Esecuzione Immobiliare – Tribunale di Varese

L’ordinanza in commento è stata resa dal Tribunale di Varese a seguito della proposizione di un ricorso in opposizione all’esecuzione immobiliare, intrapresa sulla base di un contratto di mutuo, nella quale la banca procedente aveva spiegato un intervento fondato su altro contratto di finanziamento.

In particolare il legale del mutuatario ha chiesto, ai sensi dell’art. 624 c.p.c., la sospensione dell’ esecuzione-concessa dal giudicante- eccependo l’usurarietà ab origine di entrambi i contratti e, quindi, la nullità degli stessi.

Ed infatti, dalla interpretazione delle clausole contrattuali è emerso che, all’interno dei contratti di finanziamento, la banca aveva pattiziamente previsto l’applicazione degli interessi moratori non in sostituzione ma in aggiunta a quelli corrispettivi in ipotesi di inadempimento da parte del cliente.

Sposando la difesa articolata dal ricorrente il G.E. della seconda sezione civile del Tribunale di Varese ha tra l’altro sancito, con convincente ed articolata motivazione, i seguenti principi:

  1. nelle procedure in cui si annuncia (o è stata attivata) l’ espropriazione forzata della casa di abitazione del debitore il periculum in mora è in re ipsa”;
  2. è innegabile che nel concetto di interessi usurai convenuti “a qualunque titolo” debba rientrare anche quel “vantaggio” che può derivare dalla pattuizione di interessi moratori usurari;
  3. dalla interpretazione dei contratti è emerso che l’istituto ha “testualmente pattuito, sia pure per la fase patologica dei detti rapporti” l’ applicazione degli interessi di mora in aggiunta a quelli corrispettivi.

L’ultimo principio affermato rappresenta una vera e propria rivoluzione copernicana in subjecta materia in quanto il Tribunale, interpretando correttamente le clausole contrattuali , conferma –in linea con gli articolati motivi di ricorso- la chiara volontà della banca nel “promettere”, in caso di inadempimento del cliente, l’ applicazione additiva e non sostitutiva degli interessi moratori sull’intera rata comprensiva anche degli interessi corrispettivi.

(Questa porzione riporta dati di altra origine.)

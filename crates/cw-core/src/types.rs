//! Enumerated settings shared by the ETL crates

use crate::error::Error;
use serde::{Deserialize, Serialize};
use std::fmt;
use std::str::FromStr;

/// Analytical backend the loaders write into.
#[derive(Debug, Clone, Copy, PartialEq, Eq, Hash, Serialize, Deserialize)]
#[serde(rename_all = "lowercase")]
pub enum WarehouseBackend {
  Postgres,
  Sqlite,
}

impl WarehouseBackend {
  pub const ALL: [WarehouseBackend; 2] = [WarehouseBackend::Postgres, WarehouseBackend::Sqlite];

  pub fn as_str(&self) -> &'static str {
    match self {
      WarehouseBackend::Postgres => "postgres",
      WarehouseBackend::Sqlite => "sqlite",
    }
  }
}

impl fmt::Display for WarehouseBackend {
  fn fmt(&self, f: &mut fmt::Formatter<'_>) -> fmt::Result {
    write!(f, "{}", self.as_str())
  }
}

impl FromStr for WarehouseBackend {
  type Err = Error;

  fn from_str(s: &str) -> Result<Self, Self::Err> {
    match s.trim().to_ascii_lowercase().as_str() {
      "postgres" | "postgresql" | "pg" => Ok(WarehouseBackend::Postgres),
      "sqlite" | "sqlite3" => Ok(WarehouseBackend::Sqlite),
      other => {
        Err(Error::UnknownVariant { kind: "warehouse backend", value: other.to_string() })
      }
    }
  }
}

/// Where blockchain snapshots come from.
///
/// `Simulated` draws values from fixed per-symbol ranges and never touches the
/// staging store; `Live` reads the rows collectors wrote to
/// `blockchain_statistics`.
#[derive(Debug, Clone, Copy, PartialEq, Eq, Default, Serialize, Deserialize)]
#[serde(rename_all = "lowercase")]
pub enum BlockchainSourceKind {
  #[default]
  Simulated,
  Live,
}

impl fmt::Display for BlockchainSourceKind {
  fn fmt(&self, f: &mut fmt::Formatter<'_>) -> fmt::Result {
    match self {
      BlockchainSourceKind::Simulated => write!(f, "simulated"),
      BlockchainSourceKind::Live => write!(f, "live"),
    }
  }
}

impl FromStr for BlockchainSourceKind {
  type Err = Error;

  fn from_str(s: &str) -> Result<Self, Self::Err> {
    match s.trim().to_ascii_lowercase().as_str() {
      "simulated" | "synthetic" => Ok(BlockchainSourceKind::Simulated),
      "live" | "api" => Ok(BlockchainSourceKind::Live),
      other => {
        Err(Error::UnknownVariant { kind: "blockchain source", value: other.to_string() })
      }
    }
  }
}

Il Tribunale ha applicato in maniera impeccabile la vigente normativa senza lasciarsi andare, come invece troppo spesso accade, a “interpretazioni creative” volte a forzare –a tutto vantaggio degli istituti di credito- la chiara lettera della legge che prevede, ai fini della verifica del superamento del “tasso soglia”, il calcolo di tutte le competenze e remunerazioni previste ex contractu a “qualunque titolo” convenute ed “indipendentemente dal momento del loro pagamento”.